Task details
Every line containing "BatchProber" should be identified and copied from the data below.

(Items from a dataset)
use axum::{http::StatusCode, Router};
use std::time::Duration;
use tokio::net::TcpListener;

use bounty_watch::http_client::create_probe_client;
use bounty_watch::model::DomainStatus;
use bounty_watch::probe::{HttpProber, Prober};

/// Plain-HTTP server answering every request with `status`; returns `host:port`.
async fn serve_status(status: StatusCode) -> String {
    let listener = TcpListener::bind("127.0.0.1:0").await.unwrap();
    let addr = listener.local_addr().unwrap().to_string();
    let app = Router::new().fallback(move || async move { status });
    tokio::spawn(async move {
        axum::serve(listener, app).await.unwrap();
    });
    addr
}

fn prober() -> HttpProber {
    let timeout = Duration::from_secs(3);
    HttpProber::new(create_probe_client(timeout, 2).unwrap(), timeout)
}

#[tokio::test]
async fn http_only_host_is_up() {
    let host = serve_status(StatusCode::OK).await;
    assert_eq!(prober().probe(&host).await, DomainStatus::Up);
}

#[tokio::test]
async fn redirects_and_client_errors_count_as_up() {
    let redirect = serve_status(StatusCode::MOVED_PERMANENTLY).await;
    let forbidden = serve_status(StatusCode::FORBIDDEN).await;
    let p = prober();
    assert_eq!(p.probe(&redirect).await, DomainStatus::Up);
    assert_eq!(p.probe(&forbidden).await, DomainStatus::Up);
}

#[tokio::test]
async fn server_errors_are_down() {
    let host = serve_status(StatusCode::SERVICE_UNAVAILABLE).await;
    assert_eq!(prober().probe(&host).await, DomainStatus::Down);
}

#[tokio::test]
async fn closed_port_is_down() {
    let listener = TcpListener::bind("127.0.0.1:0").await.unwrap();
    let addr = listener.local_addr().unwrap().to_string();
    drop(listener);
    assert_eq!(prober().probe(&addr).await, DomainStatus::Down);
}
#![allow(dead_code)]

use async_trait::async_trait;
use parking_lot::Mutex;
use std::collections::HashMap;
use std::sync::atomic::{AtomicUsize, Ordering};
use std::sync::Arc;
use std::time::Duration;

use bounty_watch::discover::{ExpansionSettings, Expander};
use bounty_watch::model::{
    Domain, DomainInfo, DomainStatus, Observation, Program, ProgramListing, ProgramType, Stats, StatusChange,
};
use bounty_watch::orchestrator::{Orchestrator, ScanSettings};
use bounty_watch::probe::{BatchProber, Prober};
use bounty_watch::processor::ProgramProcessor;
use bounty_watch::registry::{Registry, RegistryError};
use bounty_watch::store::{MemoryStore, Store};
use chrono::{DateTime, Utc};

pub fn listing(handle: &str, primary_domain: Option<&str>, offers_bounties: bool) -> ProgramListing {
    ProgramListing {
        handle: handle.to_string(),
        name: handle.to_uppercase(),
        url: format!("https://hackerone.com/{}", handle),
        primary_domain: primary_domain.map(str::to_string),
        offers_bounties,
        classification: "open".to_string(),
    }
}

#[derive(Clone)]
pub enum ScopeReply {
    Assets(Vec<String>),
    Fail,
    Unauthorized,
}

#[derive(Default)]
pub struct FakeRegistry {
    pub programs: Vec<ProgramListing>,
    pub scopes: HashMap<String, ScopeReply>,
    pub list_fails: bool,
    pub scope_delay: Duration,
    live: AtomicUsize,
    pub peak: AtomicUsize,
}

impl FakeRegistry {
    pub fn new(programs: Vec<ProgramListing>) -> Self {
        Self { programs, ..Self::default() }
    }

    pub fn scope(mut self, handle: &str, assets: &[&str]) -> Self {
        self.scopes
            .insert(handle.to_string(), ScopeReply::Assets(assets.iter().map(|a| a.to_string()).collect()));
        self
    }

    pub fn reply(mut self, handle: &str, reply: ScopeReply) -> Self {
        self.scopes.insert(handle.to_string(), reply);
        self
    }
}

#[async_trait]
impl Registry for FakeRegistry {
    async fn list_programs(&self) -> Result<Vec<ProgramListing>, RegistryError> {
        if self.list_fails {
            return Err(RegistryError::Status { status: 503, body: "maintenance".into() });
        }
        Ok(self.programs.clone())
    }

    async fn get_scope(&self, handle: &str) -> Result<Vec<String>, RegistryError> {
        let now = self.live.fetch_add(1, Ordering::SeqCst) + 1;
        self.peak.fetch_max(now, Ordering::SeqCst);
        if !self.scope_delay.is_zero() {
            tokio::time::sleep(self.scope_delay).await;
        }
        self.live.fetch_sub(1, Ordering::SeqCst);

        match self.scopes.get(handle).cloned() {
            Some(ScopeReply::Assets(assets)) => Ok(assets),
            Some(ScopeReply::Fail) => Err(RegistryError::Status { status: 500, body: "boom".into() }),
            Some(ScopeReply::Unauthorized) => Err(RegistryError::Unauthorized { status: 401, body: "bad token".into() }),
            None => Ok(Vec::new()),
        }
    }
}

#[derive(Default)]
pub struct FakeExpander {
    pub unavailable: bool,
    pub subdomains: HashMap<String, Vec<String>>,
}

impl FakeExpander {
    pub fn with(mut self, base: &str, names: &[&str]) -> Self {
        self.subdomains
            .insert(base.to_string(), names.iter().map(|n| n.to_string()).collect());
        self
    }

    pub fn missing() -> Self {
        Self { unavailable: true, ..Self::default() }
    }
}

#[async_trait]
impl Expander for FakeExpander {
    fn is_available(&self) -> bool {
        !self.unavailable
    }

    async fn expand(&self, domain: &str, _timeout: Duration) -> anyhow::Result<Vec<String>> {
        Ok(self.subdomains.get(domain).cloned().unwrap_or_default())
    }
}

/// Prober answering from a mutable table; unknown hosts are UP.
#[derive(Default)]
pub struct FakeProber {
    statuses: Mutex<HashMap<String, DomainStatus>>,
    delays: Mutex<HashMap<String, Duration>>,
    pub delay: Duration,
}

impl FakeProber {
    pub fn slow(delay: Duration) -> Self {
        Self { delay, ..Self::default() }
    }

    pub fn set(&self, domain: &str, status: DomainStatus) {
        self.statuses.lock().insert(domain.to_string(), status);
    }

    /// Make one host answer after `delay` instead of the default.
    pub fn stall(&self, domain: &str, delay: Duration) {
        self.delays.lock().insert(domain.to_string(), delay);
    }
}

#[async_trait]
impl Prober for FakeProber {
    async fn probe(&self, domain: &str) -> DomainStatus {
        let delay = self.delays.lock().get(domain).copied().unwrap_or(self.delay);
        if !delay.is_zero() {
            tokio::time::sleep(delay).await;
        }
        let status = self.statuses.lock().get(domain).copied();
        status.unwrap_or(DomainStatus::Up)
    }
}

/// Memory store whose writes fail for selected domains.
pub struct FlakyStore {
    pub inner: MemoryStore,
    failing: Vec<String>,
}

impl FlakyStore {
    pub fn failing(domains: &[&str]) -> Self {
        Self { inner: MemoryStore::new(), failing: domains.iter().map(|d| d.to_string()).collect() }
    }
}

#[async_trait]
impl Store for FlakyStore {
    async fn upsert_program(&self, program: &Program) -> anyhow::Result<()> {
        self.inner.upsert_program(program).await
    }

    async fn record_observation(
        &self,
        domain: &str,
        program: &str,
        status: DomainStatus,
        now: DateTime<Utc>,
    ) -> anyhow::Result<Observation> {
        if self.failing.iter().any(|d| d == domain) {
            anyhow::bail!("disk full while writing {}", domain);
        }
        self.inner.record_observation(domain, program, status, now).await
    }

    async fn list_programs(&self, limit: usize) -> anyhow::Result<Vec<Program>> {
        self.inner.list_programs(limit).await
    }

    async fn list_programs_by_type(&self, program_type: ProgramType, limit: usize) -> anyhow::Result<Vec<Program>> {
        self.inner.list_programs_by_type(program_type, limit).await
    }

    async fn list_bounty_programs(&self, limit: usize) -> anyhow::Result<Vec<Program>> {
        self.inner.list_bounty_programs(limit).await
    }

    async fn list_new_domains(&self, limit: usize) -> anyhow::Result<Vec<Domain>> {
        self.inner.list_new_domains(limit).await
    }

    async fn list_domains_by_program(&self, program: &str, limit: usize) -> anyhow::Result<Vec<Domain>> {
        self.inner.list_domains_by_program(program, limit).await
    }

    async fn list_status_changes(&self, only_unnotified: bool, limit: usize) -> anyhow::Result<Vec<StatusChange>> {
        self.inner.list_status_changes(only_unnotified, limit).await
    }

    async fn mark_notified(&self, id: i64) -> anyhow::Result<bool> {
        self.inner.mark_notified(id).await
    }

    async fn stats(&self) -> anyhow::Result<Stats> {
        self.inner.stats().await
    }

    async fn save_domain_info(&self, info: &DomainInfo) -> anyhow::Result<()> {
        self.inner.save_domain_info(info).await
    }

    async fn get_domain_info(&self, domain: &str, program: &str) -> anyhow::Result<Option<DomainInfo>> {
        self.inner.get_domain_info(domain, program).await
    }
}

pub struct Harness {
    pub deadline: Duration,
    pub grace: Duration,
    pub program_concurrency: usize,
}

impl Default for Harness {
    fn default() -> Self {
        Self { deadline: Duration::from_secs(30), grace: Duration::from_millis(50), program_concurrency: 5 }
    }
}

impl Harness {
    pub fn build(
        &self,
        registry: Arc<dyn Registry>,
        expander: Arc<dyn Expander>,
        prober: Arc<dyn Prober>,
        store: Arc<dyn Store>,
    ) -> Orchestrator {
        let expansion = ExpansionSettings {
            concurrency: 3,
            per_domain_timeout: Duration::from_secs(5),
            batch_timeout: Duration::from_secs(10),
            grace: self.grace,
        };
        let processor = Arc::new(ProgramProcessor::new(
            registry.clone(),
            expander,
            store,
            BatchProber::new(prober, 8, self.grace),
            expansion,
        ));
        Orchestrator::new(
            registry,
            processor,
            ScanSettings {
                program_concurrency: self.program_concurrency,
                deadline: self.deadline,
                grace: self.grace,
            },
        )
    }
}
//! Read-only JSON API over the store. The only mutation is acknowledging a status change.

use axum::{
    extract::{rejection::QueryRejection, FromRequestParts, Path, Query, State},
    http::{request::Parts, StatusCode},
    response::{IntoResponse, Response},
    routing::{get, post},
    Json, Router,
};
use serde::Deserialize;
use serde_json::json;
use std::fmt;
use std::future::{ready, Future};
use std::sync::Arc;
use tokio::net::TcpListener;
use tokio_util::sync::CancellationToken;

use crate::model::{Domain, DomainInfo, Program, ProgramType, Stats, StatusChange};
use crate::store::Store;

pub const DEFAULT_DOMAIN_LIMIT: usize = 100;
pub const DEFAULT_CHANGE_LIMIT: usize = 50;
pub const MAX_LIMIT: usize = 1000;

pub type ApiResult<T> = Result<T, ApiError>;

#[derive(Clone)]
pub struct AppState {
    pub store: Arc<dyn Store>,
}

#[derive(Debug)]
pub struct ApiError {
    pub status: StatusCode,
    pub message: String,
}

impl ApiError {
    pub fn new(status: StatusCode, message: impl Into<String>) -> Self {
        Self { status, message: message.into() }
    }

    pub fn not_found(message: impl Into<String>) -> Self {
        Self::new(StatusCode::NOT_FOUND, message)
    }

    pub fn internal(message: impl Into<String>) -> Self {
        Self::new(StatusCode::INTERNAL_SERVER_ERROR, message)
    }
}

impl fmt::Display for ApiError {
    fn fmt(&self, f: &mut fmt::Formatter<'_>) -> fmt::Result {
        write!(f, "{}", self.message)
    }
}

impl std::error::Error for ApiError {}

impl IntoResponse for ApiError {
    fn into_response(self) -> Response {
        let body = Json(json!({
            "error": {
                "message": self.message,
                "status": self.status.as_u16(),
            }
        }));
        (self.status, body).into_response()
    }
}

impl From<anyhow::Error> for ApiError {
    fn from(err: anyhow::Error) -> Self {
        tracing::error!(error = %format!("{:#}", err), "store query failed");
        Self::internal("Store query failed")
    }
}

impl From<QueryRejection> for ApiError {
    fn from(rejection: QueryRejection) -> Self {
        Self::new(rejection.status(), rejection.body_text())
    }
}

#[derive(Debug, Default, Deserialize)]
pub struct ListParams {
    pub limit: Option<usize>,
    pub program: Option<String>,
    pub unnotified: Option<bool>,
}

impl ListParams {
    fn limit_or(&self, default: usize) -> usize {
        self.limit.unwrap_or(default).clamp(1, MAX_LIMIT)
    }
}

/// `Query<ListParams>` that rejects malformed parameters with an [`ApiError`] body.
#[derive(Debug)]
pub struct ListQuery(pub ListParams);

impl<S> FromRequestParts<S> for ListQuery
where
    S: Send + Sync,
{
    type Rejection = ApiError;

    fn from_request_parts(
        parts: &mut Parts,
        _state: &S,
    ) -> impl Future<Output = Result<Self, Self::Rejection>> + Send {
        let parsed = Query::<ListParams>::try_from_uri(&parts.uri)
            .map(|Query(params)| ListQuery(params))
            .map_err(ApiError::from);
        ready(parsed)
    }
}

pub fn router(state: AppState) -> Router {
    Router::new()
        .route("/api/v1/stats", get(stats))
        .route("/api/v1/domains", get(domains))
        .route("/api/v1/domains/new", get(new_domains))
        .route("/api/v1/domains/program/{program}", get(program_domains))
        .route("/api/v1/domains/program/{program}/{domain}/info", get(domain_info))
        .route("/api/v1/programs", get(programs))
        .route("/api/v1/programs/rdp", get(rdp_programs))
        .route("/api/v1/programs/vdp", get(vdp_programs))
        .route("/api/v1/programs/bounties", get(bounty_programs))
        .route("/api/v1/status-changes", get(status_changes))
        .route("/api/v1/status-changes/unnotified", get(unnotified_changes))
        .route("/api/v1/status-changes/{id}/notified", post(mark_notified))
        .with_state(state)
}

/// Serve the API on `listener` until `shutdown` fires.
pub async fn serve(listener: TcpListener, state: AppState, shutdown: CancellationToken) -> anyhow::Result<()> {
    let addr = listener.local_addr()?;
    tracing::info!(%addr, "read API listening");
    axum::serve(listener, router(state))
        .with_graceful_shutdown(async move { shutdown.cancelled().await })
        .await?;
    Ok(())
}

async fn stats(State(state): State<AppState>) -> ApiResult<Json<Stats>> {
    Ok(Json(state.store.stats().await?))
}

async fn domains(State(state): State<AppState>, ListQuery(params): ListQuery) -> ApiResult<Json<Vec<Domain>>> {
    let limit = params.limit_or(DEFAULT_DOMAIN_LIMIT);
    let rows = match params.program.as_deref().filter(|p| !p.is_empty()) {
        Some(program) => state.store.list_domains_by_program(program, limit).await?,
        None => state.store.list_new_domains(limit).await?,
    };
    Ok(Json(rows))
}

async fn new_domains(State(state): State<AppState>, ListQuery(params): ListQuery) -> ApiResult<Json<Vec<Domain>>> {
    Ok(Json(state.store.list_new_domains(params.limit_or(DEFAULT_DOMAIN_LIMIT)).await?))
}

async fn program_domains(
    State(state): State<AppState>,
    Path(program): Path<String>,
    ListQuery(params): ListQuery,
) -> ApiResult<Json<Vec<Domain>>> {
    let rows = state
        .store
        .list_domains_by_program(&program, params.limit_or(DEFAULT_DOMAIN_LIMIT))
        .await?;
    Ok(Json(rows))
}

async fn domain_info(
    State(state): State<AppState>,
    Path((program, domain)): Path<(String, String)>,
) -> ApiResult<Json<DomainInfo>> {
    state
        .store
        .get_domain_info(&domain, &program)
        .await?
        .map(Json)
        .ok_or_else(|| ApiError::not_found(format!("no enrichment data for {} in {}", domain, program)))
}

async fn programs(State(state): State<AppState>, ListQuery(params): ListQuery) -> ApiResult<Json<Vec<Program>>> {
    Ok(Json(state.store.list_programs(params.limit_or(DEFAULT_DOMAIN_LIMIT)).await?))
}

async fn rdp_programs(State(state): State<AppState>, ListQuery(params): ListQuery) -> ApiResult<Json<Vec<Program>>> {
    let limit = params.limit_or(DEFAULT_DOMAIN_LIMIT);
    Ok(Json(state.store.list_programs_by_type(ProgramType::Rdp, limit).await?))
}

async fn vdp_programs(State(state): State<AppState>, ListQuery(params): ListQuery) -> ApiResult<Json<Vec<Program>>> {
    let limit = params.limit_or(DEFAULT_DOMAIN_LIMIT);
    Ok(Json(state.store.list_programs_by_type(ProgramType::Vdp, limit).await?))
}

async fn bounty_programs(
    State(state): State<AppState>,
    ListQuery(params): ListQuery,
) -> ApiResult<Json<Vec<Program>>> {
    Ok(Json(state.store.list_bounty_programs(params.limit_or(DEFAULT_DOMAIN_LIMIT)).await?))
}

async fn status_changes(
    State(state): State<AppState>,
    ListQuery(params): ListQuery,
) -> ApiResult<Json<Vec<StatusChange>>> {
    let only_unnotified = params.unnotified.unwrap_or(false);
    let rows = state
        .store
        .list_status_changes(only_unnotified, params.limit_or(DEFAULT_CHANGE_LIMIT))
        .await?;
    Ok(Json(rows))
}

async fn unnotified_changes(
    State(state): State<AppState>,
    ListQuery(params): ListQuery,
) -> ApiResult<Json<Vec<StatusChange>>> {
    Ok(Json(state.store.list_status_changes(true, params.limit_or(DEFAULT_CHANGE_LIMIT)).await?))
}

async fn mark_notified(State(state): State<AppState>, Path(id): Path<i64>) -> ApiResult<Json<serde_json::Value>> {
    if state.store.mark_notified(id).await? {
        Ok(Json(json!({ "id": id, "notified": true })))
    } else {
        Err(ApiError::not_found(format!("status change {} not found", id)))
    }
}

==

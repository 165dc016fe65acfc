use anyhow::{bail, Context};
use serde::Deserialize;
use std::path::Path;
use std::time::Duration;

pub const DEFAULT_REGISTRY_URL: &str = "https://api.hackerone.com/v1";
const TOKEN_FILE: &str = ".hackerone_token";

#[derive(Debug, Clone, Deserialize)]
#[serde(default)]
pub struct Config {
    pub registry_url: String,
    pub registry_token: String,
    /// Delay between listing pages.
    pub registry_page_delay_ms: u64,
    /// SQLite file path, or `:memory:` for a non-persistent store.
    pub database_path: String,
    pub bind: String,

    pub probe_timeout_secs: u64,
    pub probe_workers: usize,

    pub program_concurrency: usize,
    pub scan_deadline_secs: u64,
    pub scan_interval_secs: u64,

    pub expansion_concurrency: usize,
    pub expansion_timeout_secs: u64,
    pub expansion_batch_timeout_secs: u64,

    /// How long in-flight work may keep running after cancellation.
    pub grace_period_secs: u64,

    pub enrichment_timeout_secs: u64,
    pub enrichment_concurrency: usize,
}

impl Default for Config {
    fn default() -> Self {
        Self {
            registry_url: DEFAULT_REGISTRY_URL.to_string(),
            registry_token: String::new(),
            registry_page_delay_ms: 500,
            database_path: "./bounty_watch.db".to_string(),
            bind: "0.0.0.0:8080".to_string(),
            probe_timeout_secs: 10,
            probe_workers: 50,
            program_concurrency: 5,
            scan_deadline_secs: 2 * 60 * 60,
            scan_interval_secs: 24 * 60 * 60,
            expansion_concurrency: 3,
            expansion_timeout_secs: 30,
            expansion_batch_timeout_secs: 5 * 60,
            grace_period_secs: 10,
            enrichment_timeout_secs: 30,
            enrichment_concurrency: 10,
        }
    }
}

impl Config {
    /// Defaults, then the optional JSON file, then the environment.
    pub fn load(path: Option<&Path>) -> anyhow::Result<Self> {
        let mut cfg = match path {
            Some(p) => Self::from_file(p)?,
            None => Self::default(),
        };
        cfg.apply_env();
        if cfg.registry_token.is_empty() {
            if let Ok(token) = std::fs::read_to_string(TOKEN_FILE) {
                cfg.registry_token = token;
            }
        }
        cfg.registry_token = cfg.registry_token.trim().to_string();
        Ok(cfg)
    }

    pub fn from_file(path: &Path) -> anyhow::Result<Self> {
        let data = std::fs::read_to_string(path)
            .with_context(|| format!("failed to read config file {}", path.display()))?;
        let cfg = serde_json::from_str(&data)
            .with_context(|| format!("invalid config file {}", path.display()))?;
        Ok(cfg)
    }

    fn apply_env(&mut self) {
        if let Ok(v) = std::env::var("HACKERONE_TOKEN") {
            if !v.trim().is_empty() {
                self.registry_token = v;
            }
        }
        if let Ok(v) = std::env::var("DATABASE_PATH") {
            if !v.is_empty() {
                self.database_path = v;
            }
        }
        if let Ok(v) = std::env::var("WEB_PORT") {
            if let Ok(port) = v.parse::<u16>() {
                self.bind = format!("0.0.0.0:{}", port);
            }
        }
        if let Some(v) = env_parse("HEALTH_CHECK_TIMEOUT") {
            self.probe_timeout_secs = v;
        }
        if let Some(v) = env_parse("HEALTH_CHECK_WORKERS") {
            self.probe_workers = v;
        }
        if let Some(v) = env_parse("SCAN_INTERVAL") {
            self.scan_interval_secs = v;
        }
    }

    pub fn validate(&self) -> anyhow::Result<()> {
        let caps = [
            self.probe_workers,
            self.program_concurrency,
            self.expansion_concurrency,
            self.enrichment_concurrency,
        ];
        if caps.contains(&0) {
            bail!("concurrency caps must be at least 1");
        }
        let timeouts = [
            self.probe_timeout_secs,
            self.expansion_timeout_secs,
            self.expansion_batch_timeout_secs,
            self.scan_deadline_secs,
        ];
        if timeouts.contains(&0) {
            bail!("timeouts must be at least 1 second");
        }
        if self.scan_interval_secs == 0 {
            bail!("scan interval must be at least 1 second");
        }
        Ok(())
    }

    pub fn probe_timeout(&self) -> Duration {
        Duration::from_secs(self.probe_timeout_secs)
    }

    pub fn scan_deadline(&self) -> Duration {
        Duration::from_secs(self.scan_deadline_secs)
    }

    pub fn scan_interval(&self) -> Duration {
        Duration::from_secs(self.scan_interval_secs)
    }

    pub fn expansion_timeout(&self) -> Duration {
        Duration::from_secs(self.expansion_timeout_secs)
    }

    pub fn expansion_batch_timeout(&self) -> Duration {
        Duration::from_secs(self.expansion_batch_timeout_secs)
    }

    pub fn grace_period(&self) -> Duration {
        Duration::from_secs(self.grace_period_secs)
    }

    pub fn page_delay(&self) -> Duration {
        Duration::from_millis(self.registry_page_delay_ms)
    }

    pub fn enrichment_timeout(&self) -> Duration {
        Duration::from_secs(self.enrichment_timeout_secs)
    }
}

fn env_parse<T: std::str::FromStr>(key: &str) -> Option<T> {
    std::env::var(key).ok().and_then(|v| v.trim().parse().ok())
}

Written answer
use bounty_watch::probe::{BatchProber, Prober};
            BatchProber::new(prober, 8, self.grace),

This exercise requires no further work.